◆ WHAT YOU NEED TO DO ◆
Wherever the string "Show" appears in the records, return the line that holds it.
-------------------------
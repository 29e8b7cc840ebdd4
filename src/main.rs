//! Conversar CLI - OpenAI-compatible chat completion server
//!
//! # Commands
//!
//! - `serve` - Start the HTTP server
//! - `info` - Show version, compiled backends and detected device

use std::sync::Arc;

use clap::{Parser, Subcommand};
use conversar::{
    api::{create_router, AppState},
    backend::{mock::MockLoader, ModelLoader},
    config::ServerConfig,
    device::ComputeDevice,
    error::{ConversarError, Result},
    manager::ModelManager,
};
use tracing_subscriber::EnvFilter;

/// Conversar - chat completions over local and hub-hosted models
#[derive(Parser)]
#[command(name = "conversar")]
#[command(version, about, long_about = None)]
struct Cli {
    #[command(subcommand)]
    command: Commands,
}

#[derive(Subcommand)]
enum Commands {
    /// Start the inference server
    ///
    /// Examples:
    ///   conversar serve --preload TinyLlama/TinyLlama-1.1B-Chat-v1.0
    ///   conversar serve --demo --port 9000
    Serve(ServerConfig),
    /// Show version and configuration info
    Info {
        /// Skip accelerator probing
        #[arg(long)]
        cpu: bool,
    },
}

fn init_tracing() {
    let filter = EnvFilter::try_from_default_env().unwrap_or_else(|_| EnvFilter::new("info"));
    tracing_subscriber::fmt()
        .with_env_filter(filter)
        .with_target(false)
        .init();
}

#[tokio::main]
async fn main() -> Result<()> {
    init_tracing();
    let cli = Cli::parse();

    let result = match cli.command {
        Commands::Serve(config) => serve(config).await,
        Commands::Info { cpu } => {
            print_info(cpu);
            Ok(())
        },
    };
    if let Err(e) = &result {
        tracing::error!(error = %e, "fatal");
    }
    result
}

fn print_info(force_cpu: bool) {
    let report = ComputeDevice::detect(force_cpu).report();

    println!("Conversar v{}", conversar::VERSION);
    println!("OpenAI-compatible chat completion server");
    println!();
    println!("Backends:");
    println!("  - mock (demo)");
    if cfg!(feature = "candle") {
        println!("  - candle (Llama safetensors / GGUF from the Hugging Face hub)");
    }
    println!();
    println!("Device: {}", report.device);
    println!("  accelerator: {}", report.accelerator);
    println!("  cpu threads: {}", report.cpu_threads);
    if !report.simd.is_empty() {
        println!("  simd: {}", report.simd.join(", "));
    }
}

fn build_loader(config: &ServerConfig) -> Result<Arc<dyn ModelLoader>> {
    if config.demo {
        tracing::info!("demo mode: serving the scripted mock backend");
        return Ok(Arc::new(MockLoader::new()));
    }
    hub_loader(config)
}

#[cfg(feature = "candle")]
fn hub_loader(config: &ServerConfig) -> Result<Arc<dyn ModelLoader>> {
    Ok(Arc::new(conversar::backend::candle::HubLoader::new(
        config.hub_config(),
    )))
}

#[cfg(not(feature = "candle"))]
fn hub_loader(_config: &ServerConfig) -> Result<Arc<dyn ModelLoader>> {
    Err(ConversarError::InvalidConfiguration(
        "built without the candle backend; use --demo".to_string(),
    ))
}

async fn serve(config: ServerConfig) -> Result<()> {
    config.validate()?;
    let addr = config.socket_addr()?;

    let device = if config.demo {
        ComputeDevice::cpu()
    } else {
        ComputeDevice::detect(config.cpu)
    };
    let manager = Arc::new(
        ModelManager::new(build_loader(&config)?, device)
            .with_default_quantization(config.quantization),
    );
    manager.initialize();

    for model in &config.preload {
        manager.load(model, config.quantization).await?;
    }

    let app = create_router(AppState::new(Arc::clone(&manager)));
    let listener = tokio::net::TcpListener::bind(addr).await.map_err(|e| {
        ConversarError::InvalidConfiguration(format!("failed to bind {addr}: {e}"))
    })?;
    tracing::info!(%addr, "listening");

    axum::serve(listener, app)
        .with_graceful_shutdown(shutdown_signal())
        .await?;

    manager.cleanup()?;
    Ok(())
}

async fn shutdown_signal() {
    let ctrl_c = async {
        if let Err(e) = tokio::signal::ctrl_c().await {
            tracing::warn!(error = %e, "failed to listen for ctrl-c");
            std::future::pending::<()>().await;
        }
    };

    #[cfg(unix)]
    let terminate = async {
        match tokio::signal::unix::signal(tokio::signal::unix::SignalKind::terminate()) {
            Ok(mut signal) => {
                signal.recv().await;
            },
            Err(e) => {
                tracing::warn!(error = %e, "failed to listen for SIGTERM");
                std::future::pending::<()>().await;
            },
        }
    };
    #[cfg(not(unix))]
    let terminate = std::future::pending::<()>();

    tokio::select! {
        () = ctrl_c => {},
        () = terminate => {},
    }
    tracing::info!("shutdown signal received, unloading models");
}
-------------------------
◆ RESULT FOR THIS EXERCISE ◆
//! - `info` - Show version, compiled backends and detected device
    /// Show version and configuration info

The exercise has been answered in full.